▶ **Exercise prompt**
Could you return every record below exactly as it is written?

▶ **Saved entries**
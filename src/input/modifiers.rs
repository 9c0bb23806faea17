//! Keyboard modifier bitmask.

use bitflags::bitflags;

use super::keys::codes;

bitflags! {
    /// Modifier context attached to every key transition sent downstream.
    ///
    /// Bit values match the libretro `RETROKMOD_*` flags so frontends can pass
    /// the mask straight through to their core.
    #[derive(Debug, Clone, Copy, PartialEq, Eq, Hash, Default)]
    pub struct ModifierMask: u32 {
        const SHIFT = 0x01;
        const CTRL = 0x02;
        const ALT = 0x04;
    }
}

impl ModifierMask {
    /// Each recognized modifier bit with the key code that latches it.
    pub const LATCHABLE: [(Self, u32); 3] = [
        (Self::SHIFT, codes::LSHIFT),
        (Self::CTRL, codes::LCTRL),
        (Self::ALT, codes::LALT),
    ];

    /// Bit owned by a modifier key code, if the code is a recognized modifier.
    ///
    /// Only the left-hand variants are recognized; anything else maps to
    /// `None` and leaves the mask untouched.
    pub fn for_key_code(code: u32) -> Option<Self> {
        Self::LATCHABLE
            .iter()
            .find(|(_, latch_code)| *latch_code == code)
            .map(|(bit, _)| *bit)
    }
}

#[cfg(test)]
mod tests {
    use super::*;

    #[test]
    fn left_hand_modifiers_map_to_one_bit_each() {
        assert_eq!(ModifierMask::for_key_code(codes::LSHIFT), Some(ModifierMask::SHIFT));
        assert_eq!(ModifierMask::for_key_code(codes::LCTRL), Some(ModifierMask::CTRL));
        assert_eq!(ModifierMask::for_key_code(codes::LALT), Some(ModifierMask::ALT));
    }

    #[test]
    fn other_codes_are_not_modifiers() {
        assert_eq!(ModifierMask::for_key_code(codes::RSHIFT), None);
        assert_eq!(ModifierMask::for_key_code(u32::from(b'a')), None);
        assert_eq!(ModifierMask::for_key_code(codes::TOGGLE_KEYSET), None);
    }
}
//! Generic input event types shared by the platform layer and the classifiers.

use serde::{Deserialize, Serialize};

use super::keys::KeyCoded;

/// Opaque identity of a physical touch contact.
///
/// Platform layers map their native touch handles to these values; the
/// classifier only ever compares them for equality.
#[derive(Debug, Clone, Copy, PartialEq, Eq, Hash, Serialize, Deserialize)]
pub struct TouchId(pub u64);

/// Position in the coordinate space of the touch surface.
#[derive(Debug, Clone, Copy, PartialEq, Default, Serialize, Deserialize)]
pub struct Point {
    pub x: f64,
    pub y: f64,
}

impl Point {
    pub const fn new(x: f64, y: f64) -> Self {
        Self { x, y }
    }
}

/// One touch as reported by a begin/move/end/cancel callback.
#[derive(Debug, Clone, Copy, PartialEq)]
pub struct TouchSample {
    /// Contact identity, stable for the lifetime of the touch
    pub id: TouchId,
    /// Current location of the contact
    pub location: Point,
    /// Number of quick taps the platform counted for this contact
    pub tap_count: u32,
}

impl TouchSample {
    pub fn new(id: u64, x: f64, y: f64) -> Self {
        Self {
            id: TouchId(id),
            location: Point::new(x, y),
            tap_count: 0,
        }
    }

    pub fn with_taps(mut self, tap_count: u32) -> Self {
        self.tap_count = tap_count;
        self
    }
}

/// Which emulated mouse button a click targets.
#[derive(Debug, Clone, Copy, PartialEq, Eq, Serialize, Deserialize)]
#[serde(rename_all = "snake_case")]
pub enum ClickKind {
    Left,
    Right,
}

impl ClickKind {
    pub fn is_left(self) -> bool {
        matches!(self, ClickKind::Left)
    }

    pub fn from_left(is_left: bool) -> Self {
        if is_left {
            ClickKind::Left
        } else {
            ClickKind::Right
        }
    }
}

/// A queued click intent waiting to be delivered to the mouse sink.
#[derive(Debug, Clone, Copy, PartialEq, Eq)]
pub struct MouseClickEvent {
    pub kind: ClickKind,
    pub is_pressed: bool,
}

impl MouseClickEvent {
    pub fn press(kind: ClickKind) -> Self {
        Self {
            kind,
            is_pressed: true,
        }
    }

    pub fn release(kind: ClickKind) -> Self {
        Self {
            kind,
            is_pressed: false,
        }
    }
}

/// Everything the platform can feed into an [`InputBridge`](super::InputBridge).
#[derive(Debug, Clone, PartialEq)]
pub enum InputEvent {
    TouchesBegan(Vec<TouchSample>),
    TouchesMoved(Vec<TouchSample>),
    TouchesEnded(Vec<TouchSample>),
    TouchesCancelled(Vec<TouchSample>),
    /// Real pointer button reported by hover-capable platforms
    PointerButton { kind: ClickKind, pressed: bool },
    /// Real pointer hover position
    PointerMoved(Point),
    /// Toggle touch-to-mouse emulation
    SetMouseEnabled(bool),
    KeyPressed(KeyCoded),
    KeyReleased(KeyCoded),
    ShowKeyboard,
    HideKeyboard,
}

▶ **Task result**
filename src/input/modifiers.rs
repository 9c0bb23806faea17
//! Keyboard modifier bitmask.

use bitflags::bitflags;

use super::keys::codes;

bitflags! {
    /// Modifier context attached to every key transition sent downstream.
    ///
    /// Bit values match the libretro `RETROKMOD_*` flags so frontends can pass
    /// the mask straight through to their core.
    #[derive(Debug, Clone, Copy, PartialEq, Eq, Hash, Default)]
    pub struct ModifierMask: u32 {
        const SHIFT = 0x01;
        const CTRL = 0x02;
        const ALT = 0x04;
    }
}

impl ModifierMask {
    /// Each recognized modifier bit with the key code that latches it.
    pub const LATCHABLE: [(Self, u32); 3] = [
        (Self::SHIFT, codes::LSHIFT),
        (Self::CTRL, codes::LCTRL),
        (Self::ALT, codes::LALT),
    ];

    /// Bit owned by a modifier key code, if the code is a recognized modifier.
    ///
    /// Only the left-hand variants are recognized; anything else maps to
    /// `None` and leaves the mask untouched.
    pub fn for_key_code(code: u32) -> Option<Self> {
        Self::LATCHABLE
            .iter()
            .find(|(_, latch_code)| *latch_code == code)
            .map(|(bit, _)| *bit)
    }
}

#[cfg(test)]
mod tests {
    use super::*;

    #[test]
    fn left_hand_modifiers_map_to_one_bit_each() {
        assert_eq!(ModifierMask::for_key_code(codes::LSHIFT), Some(ModifierMask::SHIFT));
        assert_eq!(ModifierMask::for_key_code(codes::LCTRL), Some(ModifierMask::CTRL));
        assert_eq!(ModifierMask::for_key_code(codes::LALT), Some(ModifierMask::ALT));
    }

    #[test]
    fn other_codes_are_not_modifiers() {
        assert_eq!(ModifierMask::for_key_code(codes::RSHIFT), None);
        assert_eq!(ModifierMask::for_key_code(u32::from(b'a')), None);
        assert_eq!(ModifierMask::for_key_code(codes::TOGGLE_KEYSET), None);
    }
}
//! Generic input event types shared by the platform layer and the classifiers.

use serde::{Deserialize, Serialize};

use super::keys::KeyCoded;

/// Opaque identity of a physical touch contact.
///
/// Platform layers map their native touch handles to these values; the
/// classifier only ever compares them for equality.
#[derive(Debug, Clone, Copy, PartialEq, Eq, Hash, Serialize, Deserialize)]
pub struct TouchId(pub u64);

/// Position in the coordinate space of the touch surface.
#[derive(Debug, Clone, Copy, PartialEq, Default, Serialize, Deserialize)]
pub struct Point {
    pub x: f64,
    pub y: f64,
}

impl Point {
    pub const fn new(x: f64, y: f64) -> Self {
        Self { x, y }
    }
}

/// One touch as reported by a begin/move/end/cancel callback.
#[derive(Debug, Clone, Copy, PartialEq)]
pub struct TouchSample {
    /// Contact identity, stable for the lifetime of the touch
    pub id: TouchId,
    /// Current location of the contact
    pub location: Point,
    /// Number of quick taps the platform counted for this contact
    pub tap_count: u32,
}

impl TouchSample {
    pub fn new(id: u64, x: f64, y: f64) -> Self {
        Self {
            id: TouchId(id),
            location: Point::new(x, y),
            tap_count: 0,
        }
    }

    pub fn with_taps(mut self, tap_count: u32) -> Self {
        self.tap_count = tap_count;
        self
    }
}

/// Which emulated mouse button a click targets.
#[derive(Debug, Clone, Copy, PartialEq, Eq, Serialize, Deserialize)]
#[serde(rename_all = "snake_case")]
pub enum ClickKind {
    Left,
    Right,
}

impl ClickKind {
    pub fn is_left(self) -> bool {
        matches!(self, ClickKind::Left)
    }

    pub fn from_left(is_left: bool) -> Self {
        if is_left {
            ClickKind::Left
        } else {
            ClickKind::Right
        }
    }
}

/// A queued click intent waiting to be delivered to the mouse sink.
#[derive(Debug, Clone, Copy, PartialEq, Eq)]
pub struct MouseClickEvent {
    pub kind: ClickKind,
    pub is_pressed: bool,
}

impl MouseClickEvent {
    pub fn press(kind: ClickKind) -> Self {
        Self {
            kind,
            is_pressed: true,
        }
    }

    pub fn release(kind: ClickKind) -> Self {
        Self {
            kind,
            is_pressed: false,
        }
    }
}

/// Everything the platform can feed into an [`InputBridge`](super::InputBridge).
#[derive(Debug, Clone, PartialEq)]
pub enum InputEvent {
    TouchesBegan(Vec<TouchSample>),
    TouchesMoved(Vec<TouchSample>),
    TouchesEnded(Vec<TouchSample>),
    TouchesCancelled(Vec<TouchSample>),
    /// Real pointer button reported by hover-capable platforms
    PointerButton { kind: ClickKind, pressed: bool },
    /// Real pointer hover position
    PointerMoved(Point),
    /// Toggle touch-to-mouse emulation
    SetMouseEnabled(bool),
    KeyPressed(KeyCoded),
    KeyReleased(KeyCoded),
    ShowKeyboard,
    HideKeyboard,
}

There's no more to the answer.